Till not so long ago, on Webb Chapel Road just north of Northwest Highway -- and directly across the street from Bachman Lake -- there sat a decaying apartment complex that looked as though a small gust of wind would reduce it to splinters. Eventually, it was surrounded by chain-link fence, which didn't stop squatters from taking up temporary residence. But, in time, it was torn down and replaced by what you see above -- an empty field.
But, as it turns out, there are plans to revive that property and surrounding parcels. "We want to refresh that whole intersection," says Dan Millner of consulting firm Kinley Horn. "There's more to come if we can get the first piece of the puzzle put together."
That first piece goes before the City Plan Commission on Thursday: a proposed 100,000-square foot "membership club," which is either a Sam's Club or a Costco. "My client doesn't want me to confirm," says Millner, speaking on behalf of property owner David Claassen. At present, there is no Costco within the Dallas city limits -- which council member Ron Natinsky hopes will change should Dallas get all wet -- and there's a Sam's Club five miles west on Northwest Highway.

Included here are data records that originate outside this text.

/// Everything mutable about one queue, guarded as a unit.
pub(crate) struct QueueState {
    /// Queue accepts draws. Cleared by `pause` and `cancel(true)`.
    pub active_flag: bool,
    /// A scheduling loop is alive for this queue.
    pub loop_running: bool,
    /// The get-next trigger: set with the lock held whenever a completed
    /// or parked task frees capacity, consumed by the loop.
    pub draw_requested: bool,
    pub next_seq: u64,
    pub entries: HashMap<TaskId, TaskEntry>,
    /// Sorted waiting list (see `sort`). Holds ready, parked, and waited
    /// tasks.
    pub waiting: Vec<TaskId>,
    /// In flight and not yet terminal: dispatched by the loop or claimed
    /// as a local dependency, paused included. The loop only draws while
    /// `active.len() < max_simultaneous`.
    pub active: HashSet<TaskId>,
    /// One completion handle per tracked task, minted at add (or on first
    /// demand by a federation waiter) and removed once signalled.
    pub handles: HashMap<TaskId, CompletionHandle>,
}

impl QueueState {
    fn new() -> Self {
        Self {
            active_flag: false,
            loop_running: false,
            draw_requested: false,
            next_seq: 0,
            entries: HashMap::new(),
            waiting: Vec::new(),
            active: HashSet::new(),
            handles: HashMap::new(),
        }
    }
}

pub(crate) struct QueueCore {
    pub id: QueueId,
    pub name: String,
    pub max_simultaneous: usize,
    pub pool: Arc<dyn WorkerPool>,
    pub mode: Mode,
    pub state: Mutex<QueueState>,
    /// Wakes the scheduling loop. Paired with `draw_requested`.
    pub wake: Notify,
}

impl QueueCore {
    pub(crate) fn new(
        name: String,
        max_simultaneous: usize,
        pool: Arc<dyn WorkerPool>,
        mode: Mode,
    ) -> Arc<Self> {
        assert!(max_simultaneous >= 1, "max_simultaneous must be at least 1");
        Arc::new(Self {
            id: QueueId::random(),
            name,
            max_simultaneous,
            pool,
            mode,
            state: Mutex::new(QueueState::new()),
            wake: Notify::new(),
        })
    }
}

/// Boxed lifecycle future; boxed so dependents can run dependencies
/// recursively.
pub(crate) type TaskJob = Pin<Box<dyn Future<Output = ()> + Send>>;

enum StageOutcome {
    /// The task reached a terminal state; finalize it.
    Terminal,
    /// The task parked on federated dependencies and released its slot.
    Parked,
}

pub(crate) enum DependencyOutcome {
    Satisfied,
    Parked,
    Failed,
}

// ---- add / start ------------------------------------------------------

/// Insert a task, preserving the sort order. Idempotent on the task id.
pub(crate) async fn add_task(core: &Arc<QueueCore>, task: Arc<dyn Task>) -> bool {
    let id = task.id();
    let nudge = {
        let mut st = core.state.lock().await;
        if st.entries.contains_key(&id) {
            debug!(queue = %core.name, task = %id, "duplicate add ignored");
            return false;
        }
        st.next_seq += 1;
        let seq = st.next_seq;
        st.entries.insert(id, TaskEntry::new(task, seq));
        st.waiting.push(id);
        let st = &mut *st;
        sort::sort_waiting(&mut st.waiting, &st.entries);
        st.handles.entry(id).or_default();
        st.active_flag && st.active.len() < core.max_simultaneous
    };
    debug!(queue = %core.name, task = %id, "task added");
    if nudge {
        ensure_loop(core).await;
        core.wake.notify_one();
    }
    true
}

/// Mark the queue active and begin draining. No-op when already active.
pub(crate) async fn start(core: &Arc<QueueCore>) {
    {
        let mut st = core.state.lock().await;
        if st.active_flag {
            return;
        }
        st.active_flag = true;
    }
    info!(queue = %core.name, "queue started");
    ensure_loop(core).await;
    core.wake.notify_one();
}

/// Spawn the scheduling loop if none is alive.
pub(crate) async fn ensure_loop(core: &Arc<QueueCore>) {
    {
        let mut st = core.state.lock().await;
        if st.loop_running {
            return;
        }
        st.loop_running = true;
    }
    let looped = Arc::clone(core);
    core.pool
        .spawn(QosClass::Default, Box::pin(run_loop(looped)));
}

// ---- the scheduling loop ---------------------------------------------

/// One logical loop per queue: dispatch while capacity allows, then park
/// on the get-next trigger. Exits once the queue has drained; `add` will
/// respawn it.
async fn run_loop(core: Arc<QueueCore>) {
    debug!(queue = %core.name, "scheduling loop up");
    loop {
        {
            let mut st = core.state.lock().await;
            st.draw_requested = false;
            dispatch_up_to_capacity(&core, &mut st);
            if st.waiting.is_empty() && st.active.is_empty() {
                st.loop_running = false;
                debug!(queue = %core.name, "scheduling loop drained");
                return;
            }
        }
        core.wake.notified().await;
    }
}

fn dispatch_up_to_capacity(core: &Arc<QueueCore>, st: &mut QueueState) {
    if !st.active_flag {
        return;
    }
    while st.active.len() < core.max_simultaneous {
        let Some(id) = sort::pick_next(&st.waiting, &st.entries) else {
            return;
        };
        st.waiting.retain(|t| *t != id);
        st.active.insert(id);
        let task = Arc::clone(&st.entries.get(&id).expect("picked id has an entry").task);
        let handle = st.handles.entry(id).or_default().clone();
        // Marked under the lock so no other picker can claim it.
        task.meta().update_state(|s| s.start_to(Phase::Beginning));
        debug!(
            queue = %core.name,
            task = %id,
            priority = %task.priority(),
            "task picked"
        );
        core.pool
            .spawn(task.qos(), run_task(Arc::clone(core), task, handle));
    }
}

// ---- the per-task lifecycle ------------------------------------------

/// The full lifecycle of one task: prepare, configure, execute, finalize.
/// Boxed so local dependency resolution can run dependencies through it
/// recursively.
pub(crate) fn run_task(
    core: Arc<QueueCore>,
    task: Arc<dyn Task>,
    handle: CompletionHandle,
) -> TaskJob {
    Box::pin(async move {
        match run_stages(&core, &task).await {
            StageOutcome::Terminal => finalize(&core, &task, &handle).await,
            // The slot was already released when the task parked.
            StageOutcome::Parked => {}
        }
    })
}

async fn run_stages(core: &Arc<QueueCore>, task: &Arc<dyn Task>) -> StageOutcome {
    let id = task.id();

    // Prepare: resolve dependencies, per mode.
    task.meta().update_state(|s| s.start_to(Phase::Preparing));
    if let Some(dependent) = task.as_dependent() {
        let outcome = match &core.mode {
            Mode::Local => resolve_local(core, task, dependent).await,
            Mode::Linked {
                federation,
                options,
            } => linked::resolve_federated(core, task, dependent, federation, *options).await,
        };
        match outcome {
            DependencyOutcome::Satisfied => {}
            DependencyOutcome::Parked => return StageOutcome::Parked,
            DependencyOutcome::Failed => return StageOutcome::Terminal,
        }
    }
    task.meta().update_state(|s| s.finish());
    debug!(queue = %core.name, task = %id, "prepared");

    // Configure, for tasks that asked for it.
    if let Some(configurable) = task.as_configurable() {
        task.meta().update_state(|s| s.start_to(Phase::Configuring));
        if !configurable.configure().await {
            warn!(queue = %core.name, task = %id, "configure refused");
            task.meta().update_state(|s| s.fail());
            return StageOutcome::Terminal;
        }
        task.meta().update_state(|s| s.finish());
        debug!(queue = %core.name, task = %id, "configured");
    }

    // Execute.
    task.meta().update_state(|s| s.start_to(Phase::Executing));
    let success = task.execute().await;
    let abandoned = {
        let st = core.state.lock().await;
        st.entries.get(&id).map(|e| e.abandoned).unwrap_or(false)
    };
    task.meta()
        .update_state(|s| s.complete_execution(success, abandoned));
    StageOutcome::Terminal
}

Millner says Claassen's working with "a third-party" to develop the property, and should the plan commission and, eventually, the city council sign off, they hope to begin construction by late summer or early fall. "It all depends on how long it takes to get the plans approved," he says. "We're working with a third party who's trying to figure out if we can make it a go. If the building was 99,000-square feet, we'd just do the plans and off we'd go and comply with zoning. But in this case, our user has a desire for a building that's bigger."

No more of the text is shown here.